Up to and including the line with "traits: submit a", output the records exactly as they appear.

- - - - -

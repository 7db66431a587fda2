// src/simulation/mod.rs

//! Executes `qwalk::circuits::Circuit` values.
//!
//! The walk consumes a simulator only through the [`Backend`] and [`Job`]
//! traits: submit a circuit, then collect its measurement counts. [`Simulator`]
//! is the bundled state-vector implementation.

mod results;
pub(crate) mod engine;

pub use results::SimulationResult;

use crate::circuits::Circuit;
use crate::core::{SimResult, SimulationError};
use crate::validation::validate_state;
use engine::SimulationEngine;
use rand::rngs::StdRng;
use rand::{Rng, SeedableRng};
use std::sync::atomic::{AtomicU64, Ordering};
use tracing::trace;

/// A handle to a submitted circuit.
pub trait Job {
    /// Backend-assigned job identifier, increasing in submission order.
    fn id(&self) -> u64;

    /// Blocks until the job finishes and returns its counts.
    fn result(self) -> SimResult<SimulationResult>;
}

/// Something that can execute circuits.
pub trait Backend {
    /// Handle type returned by [`Backend::submit`].
    type Job: Job;

    /// Human-readable backend name for logs.
    fn name(&self) -> &str;

    /// Queues `circuit` for `shots` executions.
    fn submit(&self, circuit: &Circuit, shots: u32) -> SimResult<Self::Job>;
}

/// The bundled state-vector simulator.
///
/// Each submitted job gets its own RNG stream derived from the simulator's
/// base seed and the job id, so a seeded simulator reproduces the same
/// outcomes for the same submission sequence regardless of when the jobs
/// are collected.
pub struct Simulator {
    base_seed: u64,
    next_job: AtomicU64,
}

impl Default for Simulator {
    fn default() -> Self {
        Self::new()
    }
}

impl Simulator {
    /// Creates a simulator seeded from entropy.
    pub fn new() -> Self {
        Self::with_seed(rand::random())
    }

    /// Creates a reproducible simulator.
    pub fn with_seed(seed: u64) -> Self {
        Self {
            base_seed: seed,
            next_job: AtomicU64::new(0),
        }
    }

    /// Runs `circuit` immediately with a fresh job stream.
    ///
    /// # Returns
    /// * `Ok(SimulationResult)` with one count per shot.
    /// * `Err(SimulationError)` for invalid circuits or shot counts.
    pub fn run(&self, circuit: &Circuit, shots: u32) -> SimResult<SimulationResult> {
        self.submit(circuit, shots)?.result()
    }

    fn job_seed(&self, id: u64) -> u64 {
        self.base_seed ^ id.wrapping_add(1).wrapping_mul(0x9E37_79B9_7F4A_7C15)
    }
}

impl Backend for Simulator {
    type Job = SimulatorJob;

    fn name(&self) -> &str {
        "statevector"
    }

    fn submit(&self, circuit: &Circuit, shots: u32) -> SimResult<SimulatorJob> {
        if shots == 0 {
            return Err(SimulationError::InvalidShots(shots));
        }
        if circuit.num_qubits() == 0 {
            return Err(SimulationError::EmptyRegister);
        }
        let id = self.next_job.fetch_add(1, Ordering::Relaxed);
        trace!(job = id, ops = circuit.len(), shots, "submitted circuit");
        Ok(SimulatorJob {
            id,
            circuit: circuit.clone(),
            shots,
            seed: self.job_seed(id),
        })
    }
}

/// A queued circuit on the bundled [`Simulator`]. Executes when
/// [`Job::result`] is called.
#[derive(Debug)]
pub struct SimulatorJob {
    id: u64,
    circuit: Circuit,
    shots: u32,
    seed: u64,
}

impl Job for SimulatorJob {
    fn id(&self) -> u64 {
        self.id
    }

    fn result(self) -> SimResult<SimulationResult> {
        let mut rng = StdRng::seed_from_u64(self.seed);
        execute(&self.circuit, self.shots, &mut rng)
    }
}

/// Executes `circuit` `shots` times, each from a fresh `|0...0>`.
pub(crate) fn execute<R: Rng>(circuit: &Circuit, shots: u32, rng: &mut R) -> SimResult<SimulationResult> {
    let mut result = SimulationResult::new(shots);
    for _ in 0..shots {
        let mut engine = SimulationEngine::init(circuit.num_qubits(), circuit.num_clbits())?;
        for op in circuit.operations() {
            engine.apply_operation(op, rng)?;
        }
        validate_state(engine.state(), circuit.num_qubits(), None)?;
        if circuit.num_clbits() > 0 {
            result.record_shot(engine.bitstring());
        }
    }
    Ok(result)
}

#[cfg(test)]
mod tests {
    use super::engine::SimulationEngine;
    use super::*;
    use crate::circuits::CircuitBuilder;
    use crate::core::{ClbitId, QubitId, StateVector};
    use crate::operations::Operation;
    use approx::assert_abs_diff_eq;
    use num_complex::Complex;
    use num_traits::Zero;
    use std::f64::consts::FRAC_1_SQRT_2;

    const TEST_TOLERANCE: f64 = 1e-9;

    fn q(i: usize) -> QubitId {
        QubitId(i)
    }

    fn assert_complex_vec_approx_equal(actual: &[Complex<f64>], expected: &[Complex<f64>], context: &str) {
        assert_eq!(actual.len(), expected.len(), "Vector length mismatch - {}", context);
        for i in 0..actual.len() {
            let dist_sq = (actual[i] - expected[i]).norm_sqr();
            assert!(
                dist_sq < TEST_TOLERANCE * TEST_TOLERANCE,
                "Vector mismatch at index {} - Actual: {}, Expected: {}, Context: {}",
                i, actual[i], expected[i], context
            );
        }
    }

    #[test]
    fn test_hadamard_on_both_qubits_is_uniform() -> Result<(), SimulationError> {
        let mut engine = SimulationEngine::init(2, 2)?;
        let mut rng = StdRng::seed_from_u64(7);
        engine.apply_operation(&Operation::Hadamard { target: q(0) }, &mut rng)?;
        engine.apply_operation(&Operation::Hadamard { target: q(1) }, &mut rng)?;
        for p in engine.state().probabilities() {
            assert_abs_diff_eq!(p, 0.25, epsilon = TEST_TOLERANCE);
        }
        Ok(())
    }

    #[test]
    fn test_cx_builds_bell_state() -> Result<(), SimulationError> {
        let mut engine = SimulationEngine::init(2, 2)?;
        let mut rng = StdRng::seed_from_u64(7);
        engine.apply_operation(&Operation::Hadamard { target: q(0) }, &mut rng)?;
        engine.apply_operation(&Operation::Cx { control: q(0), target: q(1) }, &mut rng)?;
        let h = Complex::new(FRAC_1_SQRT_2, 0.0);
        assert_complex_vec_approx_equal(
            engine.state().amplitudes(),
            &[h, Complex::zero(), Complex::zero(), h],
            "H(q0) then CX(q0, q1)",
        );
        Ok(())
    }

    #[test]
    fn test_s_gate_phase() -> Result<(), SimulationError> {
        let mut engine = SimulationEngine::init(1, 0)?;
        let mut rng = StdRng::seed_from_u64(7);
        engine.apply_operation(&Operation::Hadamard { target: q(0) }, &mut rng)?;
        engine.apply_operation(&Operation::S { target: q(0) }, &mut rng)?;
        assert_complex_vec_approx_equal(
            engine.state().amplitudes(),
            &[Complex::new(FRAC_1_SQRT_2, 0.0), Complex::new(0.0, FRAC_1_SQRT_2)],
            "S|+>",
        );
        Ok(())
    }

    #[test]
    fn test_ry_rotation() -> Result<(), SimulationError> {
        let mut engine = SimulationEngine::init(1, 0)?;
        let mut rng = StdRng::seed_from_u64(7);
        engine.apply_operation(&Operation::Ry { target: q(0), theta: std::f64::consts::PI }, &mut rng)?;
        let probs = engine.state().probabilities();
        assert_abs_diff_eq!(probs[1], 1.0, epsilon = TEST_TOLERANCE);
        Ok(())
    }

    #[test]
    fn test_measure_basis_state_is_deterministic() -> Result<(), SimulationError> {
        let mut engine = SimulationEngine::init(2, 2)?;
        let state = StateVector::from_amplitudes(vec![
            Complex::zero(),
            Complex::zero(),
            Complex::new(1.0, 0.0), // k = 2 -> q1 = 1, q0 = 0
            Complex::zero(),
        ])
        .unwrap();
        engine.set_state(state)?;
        let mut rng = StdRng::seed_from_u64(1);
        assert_eq!(engine.measure(0, ClbitId(0), &mut rng)?, 0);
        assert_eq!(engine.measure(1, ClbitId(1), &mut rng)?, 1);
        assert_eq!(engine.bitstring(), "10");
        Ok(())
    }

    #[test]
    fn test_measure_collapses_entangled_partner() -> Result<(), SimulationError> {
        let mut engine = SimulationEngine::init(2, 2)?;
        let mut rng = StdRng::seed_from_u64(99);
        engine.apply_operation(&Operation::Hadamard { target: q(0) }, &mut rng)?;
        engine.apply_operation(&Operation::Cx { control: q(0), target: q(1) }, &mut rng)?;
        let first = engine.measure(0, ClbitId(0), &mut rng)?;
        let second = engine.measure(1, ClbitId(1), &mut rng)?;
        assert_eq!(first, second, "Bell pair outcomes must agree");
        assert_abs_diff_eq!(engine.state().norm_sqr(), 1.0, epsilon = TEST_TOLERANCE);
        Ok(())
    }

    #[test]
    fn test_counts_sum_to_shots() -> Result<(), SimulationError> {
        let circuit = CircuitBuilder::new(2, 2)
            .add_op(Operation::Hadamard { target: q(0) })
            .add_op(Operation::Hadamard { target: q(1) })
            .add_op(Operation::Measure { qubit: q(0), clbit: ClbitId(0) })
            .add_op(Operation::Measure { qubit: q(1), clbit: ClbitId(1) })
            .build();
        let result = Simulator::with_seed(3).run(&circuit, 200)?;
        assert_eq!(result.counts().values().sum::<u64>(), 200);
        assert!(result.counts().keys().all(|k| k.len() == 2));
        Ok(())
    }

    #[test]
    fn test_rejects_zero_shots_and_empty_register() {
        let sim = Simulator::with_seed(0);
        let circuit = CircuitBuilder::new(1, 1).build();
        assert_eq!(sim.submit(&circuit, 0).unwrap_err(), SimulationError::InvalidShots(0));
        assert_eq!(sim.submit(&Circuit::new(0, 0), 1).unwrap_err(), SimulationError::EmptyRegister);
    }

    #[test]
    fn test_out_of_range_qubit_is_reported() {
        let circuit = CircuitBuilder::new(2, 2)
            .add_op(Operation::Hadamard { target: q(5) })
            .build();
        match Simulator::with_seed(0).run(&circuit, 1) {
            Err(SimulationError::QubitOutOfRange { qubit, num_qubits }) => {
                assert_eq!(qubit, q(5));
                assert_eq!(num_qubits, 2);
            }
            other => panic!("expected QubitOutOfRange, got {:?}", other),
        }
    }

    #[test]
    fn test_job_ids_follow_submission_order() -> Result<(), SimulationError> {
        let sim = Simulator::with_seed(0);
        let circuit = CircuitBuilder::new(1, 1)
            .add_op(Operation::Measure { qubit: q(0), clbit: ClbitId(0) })
            .build();
        let a = sim.submit(&circuit, 1)?;
        let b = sim.submit(&circuit, 1)?;
        assert_eq!((a.id(), b.id()), (0, 1));
        // Collecting out of order is allowed.
        assert_eq!(b.result()?.single_outcome(), Some("0"));
        assert_eq!(a.result()?.single_outcome(), Some("0"));
        Ok(())
    }
}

- - - - -

### [Finished task]
repository 7db66431a587fda2
// src/simulation/mod.rs

//! Executes `qwalk::circuits::Circuit` values.
//!
//! The walk consumes a simulator only through the [`Backend`] and [`Job`]
//! traits: submit a circuit, then collect its measurement counts. [`Simulator`]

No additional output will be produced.